=== EXERCISE ===
In the records below, find each line holding the word "Router" and copy it.
____ GIVEN DATA
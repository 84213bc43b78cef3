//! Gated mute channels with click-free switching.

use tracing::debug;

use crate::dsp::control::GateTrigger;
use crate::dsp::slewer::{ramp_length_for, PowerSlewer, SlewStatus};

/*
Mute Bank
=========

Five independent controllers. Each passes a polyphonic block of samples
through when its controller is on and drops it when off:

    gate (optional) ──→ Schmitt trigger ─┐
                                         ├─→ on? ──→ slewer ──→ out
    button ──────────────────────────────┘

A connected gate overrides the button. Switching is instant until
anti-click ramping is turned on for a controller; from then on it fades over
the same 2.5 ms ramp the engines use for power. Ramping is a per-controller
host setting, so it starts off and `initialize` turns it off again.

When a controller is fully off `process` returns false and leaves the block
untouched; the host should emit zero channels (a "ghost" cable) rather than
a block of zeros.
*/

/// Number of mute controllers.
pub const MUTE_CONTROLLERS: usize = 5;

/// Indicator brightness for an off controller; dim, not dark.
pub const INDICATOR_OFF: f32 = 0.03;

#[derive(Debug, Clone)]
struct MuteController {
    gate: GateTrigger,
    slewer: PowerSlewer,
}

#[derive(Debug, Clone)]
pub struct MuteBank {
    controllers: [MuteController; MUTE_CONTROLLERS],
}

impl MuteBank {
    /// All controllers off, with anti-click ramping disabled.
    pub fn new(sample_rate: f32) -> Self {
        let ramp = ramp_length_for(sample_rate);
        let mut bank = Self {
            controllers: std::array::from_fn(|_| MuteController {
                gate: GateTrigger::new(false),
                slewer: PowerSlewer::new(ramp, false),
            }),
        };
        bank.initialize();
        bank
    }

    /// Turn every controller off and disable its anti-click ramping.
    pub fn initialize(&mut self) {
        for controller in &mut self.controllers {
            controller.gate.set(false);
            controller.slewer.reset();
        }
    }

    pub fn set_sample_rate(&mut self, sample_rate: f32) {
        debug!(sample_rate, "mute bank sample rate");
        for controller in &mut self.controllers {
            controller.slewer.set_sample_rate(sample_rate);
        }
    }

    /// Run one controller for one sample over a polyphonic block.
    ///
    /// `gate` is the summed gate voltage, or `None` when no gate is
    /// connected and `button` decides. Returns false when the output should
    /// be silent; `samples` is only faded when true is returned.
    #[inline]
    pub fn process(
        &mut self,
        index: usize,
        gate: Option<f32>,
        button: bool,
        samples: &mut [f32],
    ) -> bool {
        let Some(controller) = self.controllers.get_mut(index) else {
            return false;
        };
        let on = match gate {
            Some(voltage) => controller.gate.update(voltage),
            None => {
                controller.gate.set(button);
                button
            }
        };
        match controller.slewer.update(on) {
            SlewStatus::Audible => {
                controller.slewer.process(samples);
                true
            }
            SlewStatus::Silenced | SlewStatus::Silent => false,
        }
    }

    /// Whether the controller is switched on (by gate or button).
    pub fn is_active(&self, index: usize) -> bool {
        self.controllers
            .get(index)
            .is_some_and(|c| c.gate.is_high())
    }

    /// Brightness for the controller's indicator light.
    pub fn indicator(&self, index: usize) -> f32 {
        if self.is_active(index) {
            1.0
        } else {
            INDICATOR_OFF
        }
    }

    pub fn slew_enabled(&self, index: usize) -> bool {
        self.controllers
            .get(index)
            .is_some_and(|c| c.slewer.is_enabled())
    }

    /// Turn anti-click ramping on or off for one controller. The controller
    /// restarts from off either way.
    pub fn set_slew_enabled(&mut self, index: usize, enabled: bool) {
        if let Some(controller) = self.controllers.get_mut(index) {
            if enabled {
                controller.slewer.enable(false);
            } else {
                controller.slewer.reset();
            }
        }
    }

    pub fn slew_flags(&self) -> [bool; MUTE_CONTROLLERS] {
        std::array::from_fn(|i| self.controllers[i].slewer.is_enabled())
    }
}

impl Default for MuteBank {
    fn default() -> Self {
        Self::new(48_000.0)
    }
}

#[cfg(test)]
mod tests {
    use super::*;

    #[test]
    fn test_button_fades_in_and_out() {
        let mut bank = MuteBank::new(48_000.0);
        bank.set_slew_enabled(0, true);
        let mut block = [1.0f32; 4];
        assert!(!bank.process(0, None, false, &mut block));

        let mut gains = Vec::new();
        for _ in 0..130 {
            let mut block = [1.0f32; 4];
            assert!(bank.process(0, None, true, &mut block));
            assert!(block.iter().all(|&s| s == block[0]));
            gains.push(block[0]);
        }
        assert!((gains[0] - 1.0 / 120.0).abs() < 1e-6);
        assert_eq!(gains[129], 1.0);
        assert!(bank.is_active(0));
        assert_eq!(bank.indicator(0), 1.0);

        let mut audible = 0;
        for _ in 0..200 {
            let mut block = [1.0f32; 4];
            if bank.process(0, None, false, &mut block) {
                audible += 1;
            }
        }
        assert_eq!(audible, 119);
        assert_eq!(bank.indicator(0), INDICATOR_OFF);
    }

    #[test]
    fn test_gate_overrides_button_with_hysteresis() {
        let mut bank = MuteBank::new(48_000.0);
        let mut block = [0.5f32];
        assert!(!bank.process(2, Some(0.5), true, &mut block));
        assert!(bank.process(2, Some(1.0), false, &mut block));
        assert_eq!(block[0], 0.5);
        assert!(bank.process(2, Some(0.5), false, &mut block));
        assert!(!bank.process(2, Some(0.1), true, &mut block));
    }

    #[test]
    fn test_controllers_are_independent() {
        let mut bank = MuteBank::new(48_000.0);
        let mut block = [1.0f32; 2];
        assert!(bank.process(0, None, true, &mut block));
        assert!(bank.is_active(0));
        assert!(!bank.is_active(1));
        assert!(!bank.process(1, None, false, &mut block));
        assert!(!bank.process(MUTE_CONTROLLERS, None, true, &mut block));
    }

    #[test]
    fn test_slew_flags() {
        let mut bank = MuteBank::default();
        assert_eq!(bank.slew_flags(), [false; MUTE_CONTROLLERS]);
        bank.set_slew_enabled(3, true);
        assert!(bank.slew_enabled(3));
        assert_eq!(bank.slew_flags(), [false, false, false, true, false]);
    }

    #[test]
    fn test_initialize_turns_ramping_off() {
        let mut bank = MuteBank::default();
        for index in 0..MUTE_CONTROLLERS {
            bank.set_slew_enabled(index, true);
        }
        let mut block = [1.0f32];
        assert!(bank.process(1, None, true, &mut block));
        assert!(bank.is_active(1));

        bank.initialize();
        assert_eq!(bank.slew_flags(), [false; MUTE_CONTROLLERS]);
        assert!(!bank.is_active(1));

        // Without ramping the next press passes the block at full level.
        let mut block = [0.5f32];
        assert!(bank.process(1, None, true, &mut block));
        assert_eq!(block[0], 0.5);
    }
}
________
____ GIVEN DATA
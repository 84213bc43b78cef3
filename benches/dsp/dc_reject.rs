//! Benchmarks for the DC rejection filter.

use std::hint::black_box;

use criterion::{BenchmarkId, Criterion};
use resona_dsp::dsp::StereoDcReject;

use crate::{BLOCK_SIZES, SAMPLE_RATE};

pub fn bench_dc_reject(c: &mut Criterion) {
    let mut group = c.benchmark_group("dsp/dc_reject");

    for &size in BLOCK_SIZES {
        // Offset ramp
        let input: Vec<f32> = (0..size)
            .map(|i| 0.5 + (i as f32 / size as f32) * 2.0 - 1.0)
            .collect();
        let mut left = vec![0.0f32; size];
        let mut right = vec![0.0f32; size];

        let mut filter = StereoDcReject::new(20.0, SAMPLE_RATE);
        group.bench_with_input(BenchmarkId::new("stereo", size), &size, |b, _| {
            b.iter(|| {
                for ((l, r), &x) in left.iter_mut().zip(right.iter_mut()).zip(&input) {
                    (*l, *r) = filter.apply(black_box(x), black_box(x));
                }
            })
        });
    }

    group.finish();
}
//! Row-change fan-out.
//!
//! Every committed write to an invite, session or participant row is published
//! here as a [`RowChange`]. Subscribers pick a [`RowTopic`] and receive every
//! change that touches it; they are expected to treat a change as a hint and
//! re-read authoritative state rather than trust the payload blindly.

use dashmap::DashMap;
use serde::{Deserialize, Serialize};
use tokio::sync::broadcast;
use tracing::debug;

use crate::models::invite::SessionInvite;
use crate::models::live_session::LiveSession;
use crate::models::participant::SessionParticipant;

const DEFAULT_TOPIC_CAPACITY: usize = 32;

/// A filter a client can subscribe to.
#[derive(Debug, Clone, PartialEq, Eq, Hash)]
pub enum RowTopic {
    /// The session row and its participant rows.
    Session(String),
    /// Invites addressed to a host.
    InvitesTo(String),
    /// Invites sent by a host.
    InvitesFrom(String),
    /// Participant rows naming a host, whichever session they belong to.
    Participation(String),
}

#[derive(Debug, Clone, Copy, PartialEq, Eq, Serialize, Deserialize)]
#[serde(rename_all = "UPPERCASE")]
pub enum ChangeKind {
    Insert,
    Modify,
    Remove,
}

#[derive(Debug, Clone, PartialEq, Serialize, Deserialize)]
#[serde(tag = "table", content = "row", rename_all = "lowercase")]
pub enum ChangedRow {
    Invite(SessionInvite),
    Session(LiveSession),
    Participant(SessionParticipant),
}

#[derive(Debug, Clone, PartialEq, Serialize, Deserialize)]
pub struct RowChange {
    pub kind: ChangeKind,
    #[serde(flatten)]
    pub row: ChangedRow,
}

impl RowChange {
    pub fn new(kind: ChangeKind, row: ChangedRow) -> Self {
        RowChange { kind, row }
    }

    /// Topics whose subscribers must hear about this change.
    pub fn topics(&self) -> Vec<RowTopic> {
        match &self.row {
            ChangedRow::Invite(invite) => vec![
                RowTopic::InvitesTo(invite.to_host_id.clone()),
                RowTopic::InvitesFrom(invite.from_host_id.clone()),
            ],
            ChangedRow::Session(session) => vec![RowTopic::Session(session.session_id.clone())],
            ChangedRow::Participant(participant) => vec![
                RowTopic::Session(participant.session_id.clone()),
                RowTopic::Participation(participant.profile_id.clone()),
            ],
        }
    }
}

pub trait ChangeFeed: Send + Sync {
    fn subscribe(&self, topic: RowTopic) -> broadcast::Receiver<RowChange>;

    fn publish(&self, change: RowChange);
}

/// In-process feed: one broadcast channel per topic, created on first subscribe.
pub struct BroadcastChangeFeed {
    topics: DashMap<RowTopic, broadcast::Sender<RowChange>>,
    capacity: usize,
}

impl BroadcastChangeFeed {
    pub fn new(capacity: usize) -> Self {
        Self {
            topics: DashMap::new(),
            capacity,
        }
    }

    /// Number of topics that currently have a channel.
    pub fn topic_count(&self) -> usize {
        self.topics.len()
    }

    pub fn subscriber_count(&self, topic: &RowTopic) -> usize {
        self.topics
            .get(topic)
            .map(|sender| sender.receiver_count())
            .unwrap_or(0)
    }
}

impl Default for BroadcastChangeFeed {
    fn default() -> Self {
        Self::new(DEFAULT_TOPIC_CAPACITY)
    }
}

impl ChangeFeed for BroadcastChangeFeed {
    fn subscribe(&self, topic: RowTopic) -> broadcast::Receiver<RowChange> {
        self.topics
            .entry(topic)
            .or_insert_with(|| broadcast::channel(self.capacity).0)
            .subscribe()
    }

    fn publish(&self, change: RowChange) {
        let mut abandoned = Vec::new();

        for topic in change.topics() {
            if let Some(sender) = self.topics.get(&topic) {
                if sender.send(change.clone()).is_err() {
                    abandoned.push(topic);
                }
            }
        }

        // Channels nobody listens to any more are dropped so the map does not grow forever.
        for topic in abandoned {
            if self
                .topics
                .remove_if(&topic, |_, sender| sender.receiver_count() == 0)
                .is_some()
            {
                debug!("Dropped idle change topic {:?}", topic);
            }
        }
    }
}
________
____ GIVEN DATA
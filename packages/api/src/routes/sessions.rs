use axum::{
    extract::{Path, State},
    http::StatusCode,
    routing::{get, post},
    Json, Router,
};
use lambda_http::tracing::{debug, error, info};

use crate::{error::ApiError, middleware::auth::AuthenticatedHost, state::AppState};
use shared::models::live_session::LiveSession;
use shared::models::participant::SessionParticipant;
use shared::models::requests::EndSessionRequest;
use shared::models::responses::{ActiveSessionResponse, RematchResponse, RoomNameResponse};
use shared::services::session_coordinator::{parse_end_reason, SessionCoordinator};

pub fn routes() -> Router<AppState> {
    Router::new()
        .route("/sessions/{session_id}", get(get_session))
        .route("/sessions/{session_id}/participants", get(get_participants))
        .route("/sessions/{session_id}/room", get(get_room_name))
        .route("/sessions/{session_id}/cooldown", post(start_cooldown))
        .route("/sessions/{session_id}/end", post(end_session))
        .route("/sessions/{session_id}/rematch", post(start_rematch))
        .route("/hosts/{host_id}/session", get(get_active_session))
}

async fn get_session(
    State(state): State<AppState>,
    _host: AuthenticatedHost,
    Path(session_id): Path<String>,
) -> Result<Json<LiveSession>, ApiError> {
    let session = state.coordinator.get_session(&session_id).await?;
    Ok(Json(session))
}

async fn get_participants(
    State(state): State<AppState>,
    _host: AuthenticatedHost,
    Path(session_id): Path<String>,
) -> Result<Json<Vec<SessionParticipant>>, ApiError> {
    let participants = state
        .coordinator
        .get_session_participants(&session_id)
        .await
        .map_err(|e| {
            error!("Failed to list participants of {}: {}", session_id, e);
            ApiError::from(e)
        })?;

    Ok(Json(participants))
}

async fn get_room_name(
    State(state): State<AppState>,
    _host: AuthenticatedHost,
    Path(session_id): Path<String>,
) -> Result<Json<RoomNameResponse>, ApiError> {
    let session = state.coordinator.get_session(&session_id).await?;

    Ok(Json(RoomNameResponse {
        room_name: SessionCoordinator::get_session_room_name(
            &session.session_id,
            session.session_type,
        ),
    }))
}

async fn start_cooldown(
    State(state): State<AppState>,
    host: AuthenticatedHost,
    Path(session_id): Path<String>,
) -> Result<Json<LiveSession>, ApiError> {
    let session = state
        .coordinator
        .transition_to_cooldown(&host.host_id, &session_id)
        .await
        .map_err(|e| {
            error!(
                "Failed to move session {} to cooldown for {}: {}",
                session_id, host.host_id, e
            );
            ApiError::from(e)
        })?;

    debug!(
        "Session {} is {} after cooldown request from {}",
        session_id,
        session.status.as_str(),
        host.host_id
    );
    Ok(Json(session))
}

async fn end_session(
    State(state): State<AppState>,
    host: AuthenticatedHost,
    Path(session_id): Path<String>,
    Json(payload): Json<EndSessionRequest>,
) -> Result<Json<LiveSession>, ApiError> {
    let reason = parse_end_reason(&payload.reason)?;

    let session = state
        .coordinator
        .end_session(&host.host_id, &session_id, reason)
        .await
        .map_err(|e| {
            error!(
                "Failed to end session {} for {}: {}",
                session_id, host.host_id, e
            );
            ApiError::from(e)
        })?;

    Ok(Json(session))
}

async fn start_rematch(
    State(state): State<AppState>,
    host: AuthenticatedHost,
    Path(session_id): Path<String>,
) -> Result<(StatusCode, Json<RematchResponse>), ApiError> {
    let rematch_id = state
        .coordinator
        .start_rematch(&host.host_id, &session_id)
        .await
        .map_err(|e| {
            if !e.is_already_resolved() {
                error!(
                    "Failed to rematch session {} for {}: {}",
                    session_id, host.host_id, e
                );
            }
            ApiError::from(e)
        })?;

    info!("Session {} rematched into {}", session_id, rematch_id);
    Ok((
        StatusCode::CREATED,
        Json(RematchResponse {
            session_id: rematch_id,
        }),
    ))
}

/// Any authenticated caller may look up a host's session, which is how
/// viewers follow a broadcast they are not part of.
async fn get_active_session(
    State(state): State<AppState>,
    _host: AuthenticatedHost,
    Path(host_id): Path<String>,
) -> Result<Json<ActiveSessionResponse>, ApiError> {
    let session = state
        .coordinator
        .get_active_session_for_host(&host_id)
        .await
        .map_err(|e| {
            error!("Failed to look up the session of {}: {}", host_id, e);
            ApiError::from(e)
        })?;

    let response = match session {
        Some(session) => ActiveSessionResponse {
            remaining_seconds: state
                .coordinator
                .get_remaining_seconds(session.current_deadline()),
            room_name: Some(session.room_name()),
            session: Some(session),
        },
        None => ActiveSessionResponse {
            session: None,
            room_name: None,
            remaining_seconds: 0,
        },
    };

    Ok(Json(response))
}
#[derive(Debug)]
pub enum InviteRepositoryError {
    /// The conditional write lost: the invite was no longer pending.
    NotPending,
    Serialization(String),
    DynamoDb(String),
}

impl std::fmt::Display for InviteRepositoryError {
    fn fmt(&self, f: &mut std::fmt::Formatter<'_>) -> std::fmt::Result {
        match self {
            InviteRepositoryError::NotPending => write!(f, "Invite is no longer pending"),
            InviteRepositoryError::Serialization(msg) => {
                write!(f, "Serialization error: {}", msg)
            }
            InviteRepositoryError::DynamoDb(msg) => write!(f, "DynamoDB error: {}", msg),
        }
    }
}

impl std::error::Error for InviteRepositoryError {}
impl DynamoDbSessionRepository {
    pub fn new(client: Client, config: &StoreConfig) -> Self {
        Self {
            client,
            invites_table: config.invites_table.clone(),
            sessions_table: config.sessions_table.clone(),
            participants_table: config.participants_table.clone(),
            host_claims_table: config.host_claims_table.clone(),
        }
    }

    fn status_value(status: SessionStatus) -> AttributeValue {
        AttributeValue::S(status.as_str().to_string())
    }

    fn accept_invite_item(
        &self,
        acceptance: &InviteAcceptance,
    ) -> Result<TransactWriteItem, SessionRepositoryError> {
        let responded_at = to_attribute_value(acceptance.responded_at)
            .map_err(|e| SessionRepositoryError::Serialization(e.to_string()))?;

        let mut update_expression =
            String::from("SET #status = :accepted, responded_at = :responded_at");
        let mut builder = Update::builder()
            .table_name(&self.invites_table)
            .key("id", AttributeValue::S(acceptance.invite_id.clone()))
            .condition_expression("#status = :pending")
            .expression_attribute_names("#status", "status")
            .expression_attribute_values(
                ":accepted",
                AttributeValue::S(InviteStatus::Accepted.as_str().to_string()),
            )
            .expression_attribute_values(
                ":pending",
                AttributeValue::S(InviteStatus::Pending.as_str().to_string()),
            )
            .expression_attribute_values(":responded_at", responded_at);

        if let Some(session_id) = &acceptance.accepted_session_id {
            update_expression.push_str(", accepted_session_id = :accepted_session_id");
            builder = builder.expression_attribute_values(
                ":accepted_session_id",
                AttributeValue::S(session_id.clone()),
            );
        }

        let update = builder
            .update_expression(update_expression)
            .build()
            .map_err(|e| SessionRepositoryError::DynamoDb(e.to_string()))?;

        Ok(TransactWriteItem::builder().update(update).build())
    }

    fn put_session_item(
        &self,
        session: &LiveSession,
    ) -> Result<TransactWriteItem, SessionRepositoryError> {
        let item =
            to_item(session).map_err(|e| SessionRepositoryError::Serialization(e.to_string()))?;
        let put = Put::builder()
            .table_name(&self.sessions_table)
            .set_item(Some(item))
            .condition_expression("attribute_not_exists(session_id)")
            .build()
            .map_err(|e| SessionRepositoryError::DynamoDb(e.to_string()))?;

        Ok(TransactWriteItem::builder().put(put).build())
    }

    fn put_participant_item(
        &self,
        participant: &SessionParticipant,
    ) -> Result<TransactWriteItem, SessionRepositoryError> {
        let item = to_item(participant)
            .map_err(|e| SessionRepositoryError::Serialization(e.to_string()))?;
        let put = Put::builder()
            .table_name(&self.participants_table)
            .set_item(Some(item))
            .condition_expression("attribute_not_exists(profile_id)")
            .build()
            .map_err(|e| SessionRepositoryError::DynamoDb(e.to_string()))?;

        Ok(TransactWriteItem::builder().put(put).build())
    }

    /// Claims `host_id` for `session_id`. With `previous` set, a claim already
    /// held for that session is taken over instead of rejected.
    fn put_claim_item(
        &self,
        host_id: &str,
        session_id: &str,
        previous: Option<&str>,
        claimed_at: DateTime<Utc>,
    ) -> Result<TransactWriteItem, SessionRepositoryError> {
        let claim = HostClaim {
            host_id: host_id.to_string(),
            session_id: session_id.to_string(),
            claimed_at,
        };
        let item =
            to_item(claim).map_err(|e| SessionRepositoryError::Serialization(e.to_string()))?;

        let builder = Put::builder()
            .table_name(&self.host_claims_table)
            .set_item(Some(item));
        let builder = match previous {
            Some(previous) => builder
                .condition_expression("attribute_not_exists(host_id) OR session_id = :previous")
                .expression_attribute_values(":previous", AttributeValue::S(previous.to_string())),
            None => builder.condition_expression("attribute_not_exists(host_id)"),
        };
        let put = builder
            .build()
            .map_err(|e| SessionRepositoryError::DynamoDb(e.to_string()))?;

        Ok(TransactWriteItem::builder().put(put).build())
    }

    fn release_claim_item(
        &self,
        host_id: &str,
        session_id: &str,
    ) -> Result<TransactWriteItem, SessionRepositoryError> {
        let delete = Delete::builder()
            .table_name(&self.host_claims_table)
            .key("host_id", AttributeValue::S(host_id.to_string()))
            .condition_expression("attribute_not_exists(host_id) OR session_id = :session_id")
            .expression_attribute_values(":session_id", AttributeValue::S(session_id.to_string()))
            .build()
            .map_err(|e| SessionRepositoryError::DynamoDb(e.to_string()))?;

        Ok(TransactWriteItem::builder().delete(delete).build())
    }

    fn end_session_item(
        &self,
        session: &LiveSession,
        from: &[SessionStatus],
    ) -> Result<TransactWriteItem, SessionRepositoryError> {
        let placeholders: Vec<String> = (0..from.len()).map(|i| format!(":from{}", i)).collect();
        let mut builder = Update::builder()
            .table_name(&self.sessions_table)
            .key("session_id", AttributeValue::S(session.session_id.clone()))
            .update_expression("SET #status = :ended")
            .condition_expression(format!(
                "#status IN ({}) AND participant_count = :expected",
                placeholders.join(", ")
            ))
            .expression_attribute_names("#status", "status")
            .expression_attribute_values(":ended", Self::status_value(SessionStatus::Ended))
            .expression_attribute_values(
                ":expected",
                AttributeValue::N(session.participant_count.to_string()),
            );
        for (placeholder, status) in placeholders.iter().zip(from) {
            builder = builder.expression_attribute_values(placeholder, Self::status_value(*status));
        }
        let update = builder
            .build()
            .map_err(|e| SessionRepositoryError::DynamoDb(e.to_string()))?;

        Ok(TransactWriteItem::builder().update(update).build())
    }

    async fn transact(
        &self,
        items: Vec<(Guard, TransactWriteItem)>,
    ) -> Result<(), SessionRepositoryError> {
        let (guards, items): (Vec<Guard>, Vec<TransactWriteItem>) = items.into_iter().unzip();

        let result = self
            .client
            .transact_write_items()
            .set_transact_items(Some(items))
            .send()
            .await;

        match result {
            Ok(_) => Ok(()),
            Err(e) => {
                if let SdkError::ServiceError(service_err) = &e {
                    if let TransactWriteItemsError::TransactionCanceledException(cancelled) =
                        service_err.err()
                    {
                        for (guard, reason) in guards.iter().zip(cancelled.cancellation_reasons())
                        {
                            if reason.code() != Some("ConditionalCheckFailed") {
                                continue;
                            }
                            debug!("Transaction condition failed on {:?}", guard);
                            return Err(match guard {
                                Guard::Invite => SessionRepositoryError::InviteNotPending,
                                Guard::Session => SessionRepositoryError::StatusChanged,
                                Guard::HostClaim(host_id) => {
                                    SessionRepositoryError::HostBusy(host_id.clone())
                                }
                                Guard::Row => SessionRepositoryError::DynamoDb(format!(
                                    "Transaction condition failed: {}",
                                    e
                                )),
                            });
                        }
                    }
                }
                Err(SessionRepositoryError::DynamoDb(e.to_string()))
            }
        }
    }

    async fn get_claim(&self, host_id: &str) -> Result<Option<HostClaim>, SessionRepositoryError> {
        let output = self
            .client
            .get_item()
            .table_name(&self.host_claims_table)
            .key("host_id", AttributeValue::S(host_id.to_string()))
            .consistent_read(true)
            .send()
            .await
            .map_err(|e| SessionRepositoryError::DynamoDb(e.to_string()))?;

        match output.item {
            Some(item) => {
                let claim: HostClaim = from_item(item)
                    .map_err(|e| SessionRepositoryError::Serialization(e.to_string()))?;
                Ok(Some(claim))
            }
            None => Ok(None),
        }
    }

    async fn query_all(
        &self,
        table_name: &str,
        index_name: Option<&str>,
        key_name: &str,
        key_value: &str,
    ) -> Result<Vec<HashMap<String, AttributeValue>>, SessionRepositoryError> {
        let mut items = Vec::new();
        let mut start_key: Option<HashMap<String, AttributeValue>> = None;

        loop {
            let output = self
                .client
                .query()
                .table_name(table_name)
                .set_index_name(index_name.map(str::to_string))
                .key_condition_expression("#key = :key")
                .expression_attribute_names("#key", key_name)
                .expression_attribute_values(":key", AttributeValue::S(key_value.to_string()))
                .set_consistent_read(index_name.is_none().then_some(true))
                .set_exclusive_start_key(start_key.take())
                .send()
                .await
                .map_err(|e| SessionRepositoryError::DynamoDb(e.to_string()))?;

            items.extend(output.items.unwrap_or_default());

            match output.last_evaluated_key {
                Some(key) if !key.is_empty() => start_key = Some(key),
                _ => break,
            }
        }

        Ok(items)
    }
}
________
=== REPLY TO THE TASK ===
    Json, Router,
pub fn routes() -> Router<AppState> {
    Router::new()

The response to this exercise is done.